Health expenditure by provider

Across OECD countries, the delivery of health care services and goods takes place in many different organisational settings, ranging from hospitals and medical practices to pharmacies and even private households caring for family members. A breakdown by provider allows the tracking of health expenditure from an organisational point of view, a useful complement to the functional breakdown of health expenditure (see indicator “Health expenditure by type of service”).

While the way in which health care provision is organised across OECD countries varies considerably, hospitals are the main health care provider in terms of health spending (Figure 7.14). They account for nearly 40% of overall health spending on average and represent the main spending category for all but a handful of countries. In Turkey, Estonia and Italy around half of all health spending is accounted for by activities delivered in hospitals. On the other hand, hospitals in Canada, Germany and Mexico account for 30% or less of health spending.

7.14. Health expenditure by provider, 2015 (or nearest year)

Note: Countries are ranked by hospitals as a share of current expenditure on health.

Source: OECD Health Statistics 2017.

Ambulatory providers are the second main category with regard to health spending. Overall, around one-quarter of health spending relates to ambulatory providers, ranging from more than 50% in Israel to 20% or less in Ireland, the Slovak Republic, the Netherlands and Turkey. The category covers a wide range of facilities and depending on the country-specific organisational set up, most spending relates either to medical practices including offices of GPs and specialists (e.g. Austria, France and Germany) or ambulatory health care centres (e.g. Finland, Ireland and Sweden). On average, practices of GPs and specialists together with ambulatory health care centres account for around two-thirds of all spending on ambulatory providers. Around one-fifth of ambulatory provider spending relates to dental practices and about 10% to providers of home health care services. Other main provider categories include retailers (mainly pharmacies selling prescription and over-the-counter medicines) and residential long-term care facilities (mainly providing inpatient care to long-term dependent people).

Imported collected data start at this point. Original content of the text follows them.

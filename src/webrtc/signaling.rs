//! Session negotiation types and messages

use serde::{Deserialize, Serialize};

/// SDP Offer from a remote viewer
#[derive(Debug, Clone, Serialize, Deserialize)]
pub struct SdpOffer {
    /// SDP content
    pub sdp: String,
}

impl SdpOffer {
    pub fn new(sdp: impl Into<String>) -> Self {
        Self { sdp: sdp.into() }
    }
}

/// SDP Answer produced by the broker
#[derive(Debug, Clone, Serialize, Deserialize)]
pub struct SdpAnswer {
    /// SDP content
    pub sdp: String,
    /// Session ID assigned to this viewer
    pub session_id: String,
}

impl SdpAnswer {
    pub fn new(sdp: impl Into<String>, session_id: impl Into<String>) -> Self {
        Self {
            sdp: sdp.into(),
            session_id: session_id.into(),
        }
    }
}

/// Offer request (from the signaling transport)
///
/// Matches the browser's `RTCSessionDescription` JSON shape.
#[derive(Debug, Clone, Serialize, Deserialize)]
pub struct OfferRequest {
    /// SDP offer
    pub sdp: String,
    /// Description type; must be "offer"
    #[serde(rename = "type")]
    pub kind: String,
}

/// Answer response (to the signaling transport)
#[derive(Debug, Clone, Serialize, Deserialize)]
pub struct AnswerResponse {
    /// SDP answer
    pub sdp: String,
    /// Description type; always "answer"
    #[serde(rename = "type")]
    pub kind: String,
    /// Session ID for this connection
    pub session_id: String,
}

impl AnswerResponse {
    pub fn new(answer: SdpAnswer) -> Self {
        Self {
            sdp: answer.sdp,
            kind: "answer".to_string(),
            session_id: answer.session_id,
        }
    }
}

/// Media session connection state
///
/// `Negotiating` is entered on creation; `Connected` once the transport
/// reports a usable connection; `Failed` and `Closed` are terminal.
#[derive(Debug, Clone, Copy, PartialEq, Eq, Serialize, Deserialize)]
#[serde(rename_all = "lowercase")]
pub enum SessionState {
    Negotiating,
    Connected,
    Failed,
    Closed,
}

impl SessionState {
    /// Terminal states release the session's resources and remove it
    /// from the live set.
    pub fn is_terminal(&self) -> bool {
        matches!(self, SessionState::Failed | SessionState::Closed)
    }
}

impl std::fmt::Display for SessionState {
    fn fmt(&self, f: &mut std::fmt::Formatter<'_>) -> std::fmt::Result {
        match self {
            SessionState::Negotiating => write!(f, "negotiating"),
            SessionState::Connected => write!(f, "connected"),
            SessionState::Failed => write!(f, "failed"),
            SessionState::Closed => write!(f, "closed"),
        }
    }
}

/// Live session descriptor (for listing)
#[derive(Debug, Clone, Serialize, Deserialize)]
pub struct SessionDescriptor {
    /// Session ID
    pub session_id: String,
    /// Current connection state
    pub state: SessionState,
    /// Seconds since the session was created
    pub age_secs: u64,
}

#[cfg(test)]
mod tests {
    use super::*;

    #[test]
    fn test_terminal_states() {
        assert!(!SessionState::Negotiating.is_terminal());
        assert!(!SessionState::Connected.is_terminal());
        assert!(SessionState::Failed.is_terminal());
        assert!(SessionState::Closed.is_terminal());
    }

    #[test]
    fn test_offer_request_json_shape() {
        let request: OfferRequest =
            serde_json::from_str(r#"{"sdp":"v=0","type":"offer"}"#).unwrap();
        assert_eq!(request.kind, "offer");
        assert_eq!(request.sdp, "v=0");
    }

    #[test]
    fn test_answer_response_json_shape() {
        let response = AnswerResponse::new(SdpAnswer::new("v=0", "abc"));
        let json = serde_json::to_string(&response).unwrap();
        assert!(json.contains(r#""type":"answer""#));
        assert!(json.contains(r#""session_id":"abc""#));
    }
}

The activities performed by providers classified within the same category can differ widely across countries. This variation is particularly pronounced in hospitals (Figure 7.15). Although inpatient curative and rehabilitative care accounts for the vast majority of hospital expenditure in almost all OECD countries, hospitals are also important providers of outpatient care in most countries, for example through accident and emergency departments, hospital-based specialist outpatient units, or laboratory and imaging services provided to outpatients. In Sweden, Estonia, Finland and Portugal outpatient care accounts for over 40% of hospital expenditure. On the other hand, in Greece, Germany and Belgium, less than 10% of hospital expenditure goes on outpatient care.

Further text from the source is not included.